Não penso. Penso que estou a cantar numa língua que não domino mas que tenho que fazer passar a mensagem. Mas só aprendo o que tenho que cantar e pronto – a partir daí não sei dizer mais nada.
Já lhe aconteceu virem falar consigo nesses dialetos?
Já. Na Guiné-Bissau há um dialeto que é o fula e muita gente achou que eu fosse fula, graças a Deus, porque cantei muito bem a língua deles e a fonética estava no ponto. Até hoje muita gente dessa etnia fala comigo em fula e diz que eu também sou parecida com fulas.

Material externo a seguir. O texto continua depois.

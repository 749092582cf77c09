//! Prelude module - commonly used types for convenient import.

pub use crate::access::AccessChecker;
pub use crate::activity::{ActivityHandle, ActivityRequest, ActivityScheduler};
pub use crate::automation::{Automation, RegressionCallback, RegressionRule};
pub use crate::error::{HostError, HostResult};
pub use crate::memory::MemoryHost;
pub use crate::messenger::{MessagePost, Messenger};
pub use crate::predicate::{Predicate, PredicateEvaluator};
pub use crate::registry::{EntityRegistry, OperationCall, OperationFn};
pub use crate::session::Session;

Sei que o seu pai é de Cabo Verde, mas tem alguma etnia na Guiné-Bissau?
Costumo dizer sempre: eu sou guineense, ponto final. Nasci em Bissau. Tenho muita mistura, sou uma mestiça, digamos assim – não posso dizer que sou deste deste ou daquele. Se formos parar para ver, tenho um bisavô português, nortenho, tenho Cabo Verde, Alemanha, S. Tomé, é uma mistura muito grande.
Existe muito essa questão das etnias na Guiné-Bissau, as pessoas dividem-se?
Não, não existe. Por incrível que pareça, antes de sair da Guiné-Bissau para vir viver para Portugal há 30 anos nunca dei conta do fulano ser isto e do beltrano ser aquilo. Felizmente!
A música da Guiné-Bissau ainda é menos conhecida em Portugal do que a música de outros países africanos…
E no mundo também…
Um dos estilos base do país é o gumbé. Como se define?
É um som urbano. Temos muitos estilos tradicionais e o gumbé é, digamos assim, o tradicional urbano.
Onde nasceu este estilo, consegue-se traçar a sua história?
Até hoje não sei, porque já ouvi o gumbé numa outra parte de África, portanto não arrisco em dizer onde nasceu. Mas o nome gumbé é guineense.
Fazendo aqui uma viagem pelos seus álbuns, que começam em 2001: cantou gumbé, depois com um bocadinho de blues, trouxe as influências cabo-verdianas, em 2011 gravou alguns clássicos da música de Angola e nos seus dois últimos trabalhos (Nha Sunhu, de 2015, e agora Ibra) voltou outra vez às suas raízes. Que viagem tem sido esta?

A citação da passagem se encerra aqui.